Attenuation of EIF4E Translation Initiation Adversely Affects Multiple Myeloma Cells. Homo sapiens

This work explores the therapeutic potential for the translation initiation factor eIF4E in multiple myeloma (MM). We show that targeting eIF4E is deleterious to MM cells and causes reduction of targets with established importance to the disease progression. We demonstrate that eIF4E inhibition may be achieved by treating the MM cells with the already clinically employed anti-viral drug Ribavirin. Results indicate that tetraspanin overexpression in MM cell lines increased global protein synthesis; CD81N1/CD82N1 also caused a decrease in peIF4E, its regulators and targets; direct inhibition of eIF4E (siRNA, Ribavirin) deleteriously affected MM cell lines; and Ribavirin attenuated viability and induced death of primary BM MM cells.
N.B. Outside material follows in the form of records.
//! Stylegrow Training
//!
//! Training loop for progressively grown GANs:
//! - Schedule evaluation (`evaluate`) and real-image processing (`process_reals`)
//! - The training driver (`TrainingLoop`) with EMA, lazy regularization and ticks
//! - Collaborator traits for networks, datasets, losses, optimizers and metrics
//! - Run directories, checkpoints, image grids, summaries and manifests
//! - A small CPU reference backend (`reference`)

pub mod artifacts;
pub mod checkpoint;
pub mod config;
pub mod dataset;
pub mod driver;
pub mod ema;
pub mod error;
pub mod grid;
pub mod layout;
pub mod loss;
pub mod maintenance;
pub mod metrics;
pub mod network;
pub mod optimizer;
pub mod params;
pub mod progress;
pub mod reals;
pub mod reference;
pub mod registry;
pub mod schedule;
pub mod summary;

pub use artifacts::{ArtifactKind, TrainingArtifact, TrainingManifest, TrainingMetrics};
pub use checkpoint::{Checkpoint, CheckpointStore, JsonCheckpointStore};
pub use config::{ResolutionTable, ScheduleConfig, SnapshotCadence, TrainingConfig};
pub use dataset::{DatasetId, DatasetLoader, Minibatch, TrainingSet};
pub use driver::{Collaborators, RunState, TrainingLoop, TrainingOutcome};
pub use error::{TrainingError, TrainingResult};
pub use grid::{ImageGridWriter, PngGridWriter};
pub use layout::RunLayout;
pub use loss::{GanLosses, Loss, LossFunction, LossInputs, LossRegistry};
pub use maintenance::{DeviceMonitor, NoDeviceMonitor, TickReport};
pub use metrics::{Metric, MetricGroup, MetricRegistry};
pub use network::{Network, NetworkFactory, NetworkRole, NetworkShape, NetworkSnapshot};
pub use optimizer::{Adam, Optimizer};
pub use params::ParameterSet;
pub use progress::{LogProgressSink, ProgressEvent, ProgressSink, RecordingProgressSink};
pub use reals::process_reals;
pub use registry::{discover_runs, latest_checkpoint, resolve_run_checkpoint, RunEntry};
pub use schedule::{evaluate, kimg_to_nimg, TrainingSchedule};
pub use summary::{format_time, SummaryLog};

/// Re-exported for callers wiring cancellation into [`TrainingLoop::run`].
pub use tokio_util::sync::CancellationToken;
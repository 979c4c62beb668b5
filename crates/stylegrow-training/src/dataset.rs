use crate::config::DatasetArgs;
use crate::error::{TrainingError, TrainingResult};
use ndarray::{Array2, Array4};
use serde::{Deserialize, Serialize};
use sha2::{Digest, Sha256};

/// Stable identifier for a dataset (hash of its loader arguments and shape).
#[derive(Debug, Clone, PartialEq, Eq, Hash, Serialize, Deserialize)]
pub struct DatasetId(pub String);

/// A batch of raw images (NCHW, in the dataset's dynamic range) with labels.
#[derive(Debug, Clone, PartialEq)]
pub struct Minibatch {
    pub images: Array4<u8>,
    /// `[N, label_size]`; zero columns for unconditional datasets.
    pub labels: Array2<f32>,
}

impl Minibatch {
    #[must_use]
    pub fn len(&self) -> usize {
        self.images.dim().0
    }

    #[must_use]
    pub fn is_empty(&self) -> bool {
        self.len() == 0
    }
}

/// Source of real training images.
pub trait TrainingSet: Send {
    /// `log2` of the full image resolution.
    fn resolution_log2(&self) -> u32;

    /// `[channels, height, width]`.
    fn shape(&self) -> [usize; 3];

    fn label_size(&self) -> usize;

    /// Range of raw pixel values, e.g. `[0, 255]`.
    fn dynamic_range(&self) -> [f32; 2];

    /// Set the per-replica minibatch size and the level of detail to serve.
    ///
    /// Images are served at `2^(resolution_log2 - floor(lod))` pixels; the
    /// real-image processor upscales them back to full size.
    fn configure(&mut self, minibatch_gpu: usize, lod: f64);

    fn get_minibatch(&mut self) -> TrainingResult<Minibatch>;

    /// Fetch a batch of an explicit size at the configured level of detail.
    fn get_minibatch_np(&mut self, size: usize) -> TrainingResult<Minibatch>;

    fn close(&mut self) {}
}

pub trait DatasetLoader: Send {
    fn load(&self, args: &DatasetArgs) -> TrainingResult<Box<dyn TrainingSet>>;
}

pub fn compute_dataset_id(args: &DatasetArgs, training_set: &dyn TrainingSet) -> TrainingResult<DatasetId> {
    let mut hasher = Sha256::new();
    hasher.update(serde_json::to_vec(args)?);
    for dim in training_set.shape() {
        hasher.update(dim.to_le_bytes());
    }
    hasher.update(training_set.label_size().to_le_bytes());
    Ok(DatasetId(hex::encode(hasher.finalize())))
}

/// Check the structural assumptions the driver and the real-image processor make.
pub fn validate_training_set(training_set: &dyn TrainingSet) -> TrainingResult<()> {
    let [channels, height, width] = training_set.shape();
    if channels == 0 {
        return Err(TrainingError::Dataset("dataset must have at least one channel".to_string()));
    }
    if height != width {
        return Err(TrainingError::Dataset(format!("images must be square, got {height}x{width}")));
    }
    let log2 = training_set.resolution_log2();
    if log2 < 2 || 1usize.checked_shl(log2) != Some(height) {
        return Err(TrainingError::Dataset(format!(
            "resolution {height} does not match resolution_log2 {log2} (need a power of two >= 4)"
        )));
    }
    let [lo, hi] = training_set.dynamic_range();
    if !(lo < hi) {
        return Err(TrainingError::Dataset(format!("invalid dynamic range [{lo}, {hi}]")));
    }
    Ok(())
}

#[cfg(test)]
mod tests {
    use super::*;

    struct Fixed {
        shape: [usize; 3],
        log2: u32,
    }

    impl TrainingSet for Fixed {
        fn resolution_log2(&self) -> u32 {
            self.log2
        }
        fn shape(&self) -> [usize; 3] {
            self.shape
        }
        fn label_size(&self) -> usize {
            0
        }
        fn dynamic_range(&self) -> [f32; 2] {
            [0.0, 255.0]
        }
        fn configure(&mut self, _minibatch_gpu: usize, _lod: f64) {}
        fn get_minibatch(&mut self) -> TrainingResult<Minibatch> {
            self.get_minibatch_np(1)
        }
        fn get_minibatch_np(&mut self, size: usize) -> TrainingResult<Minibatch> {
            let [c, h, w] = self.shape;
            Ok(Minibatch { images: Array4::zeros((size, c, h, w)), labels: Array2::zeros((size, 0)) })
        }
    }

    #[test]
    fn test_validate_training_set() {
        assert!(validate_training_set(&Fixed { shape: [3, 32, 32], log2: 5 }).is_ok());
        assert!(validate_training_set(&Fixed { shape: [3, 32, 16], log2: 5 }).is_err());
        assert!(validate_training_set(&Fixed { shape: [3, 32, 32], log2: 6 }).is_err());
        assert!(validate_training_set(&Fixed { shape: [0, 32, 32], log2: 5 }).is_err());
    }

    #[test]
    fn test_dataset_id_stable_and_shape_sensitive() {
        let args = DatasetArgs::default();
        let a = compute_dataset_id(&args, &Fixed { shape: [3, 32, 32], log2: 5 }).unwrap();
        let b = compute_dataset_id(&args, &Fixed { shape: [3, 32, 32], log2: 5 }).unwrap();
        let c = compute_dataset_id(&args, &Fixed { shape: [1, 32, 32], log2: 5 }).unwrap();
        assert_eq!(a, b);
        assert_ne!(a, c);
    }
}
Overall design: Multiple Myeloma cell lines RPMI 8226 and CAG were each transiently transfected with purified plasmids of tetraspanins: pEGFP-N1 (N1, control), CD81N1-eGFP (81N1) or CD82N1-eGFP (82N1) (Clontech). Transfected cells were separated by Sorter Flow Cytometer 24 hours after transfection. Total RNA was extracted from sorted transfected cells with the Qiagen kit. Three separate experiments were analyzed by Whole Genome Affymetrix microarray chips (N1, 81N1, 82N1 in each cell line).